===== DATASET RECORDS

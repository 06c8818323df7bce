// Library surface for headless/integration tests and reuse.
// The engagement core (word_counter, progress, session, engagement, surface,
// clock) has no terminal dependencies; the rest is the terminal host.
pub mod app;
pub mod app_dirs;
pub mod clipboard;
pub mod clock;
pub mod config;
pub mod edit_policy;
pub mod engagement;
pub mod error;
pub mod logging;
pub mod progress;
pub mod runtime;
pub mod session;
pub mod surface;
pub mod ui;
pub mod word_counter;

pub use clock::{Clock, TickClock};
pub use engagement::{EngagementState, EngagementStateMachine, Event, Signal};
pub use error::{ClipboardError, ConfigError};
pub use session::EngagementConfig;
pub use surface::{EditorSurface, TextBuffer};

==========

Would you repeat, exactly and with nothing added, every line from the line containing "pub mod clock;" through the last line of the records above?

pub mod clock;
pub mod config;
pub mod edit_policy;
pub mod engagement;
pub mod error;
pub mod logging;
pub mod progress;
pub mod runtime;
pub mod session;
pub mod surface;
pub mod ui;
pub mod word_counter;

pub use clock::{Clock, TickClock};
pub use engagement::{EngagementState, EngagementStateMachine, Event, Signal};
pub use error::{ClipboardError, ConfigError};
pub use session::EngagementConfig;
pub use surface::{EditorSurface, TextBuffer};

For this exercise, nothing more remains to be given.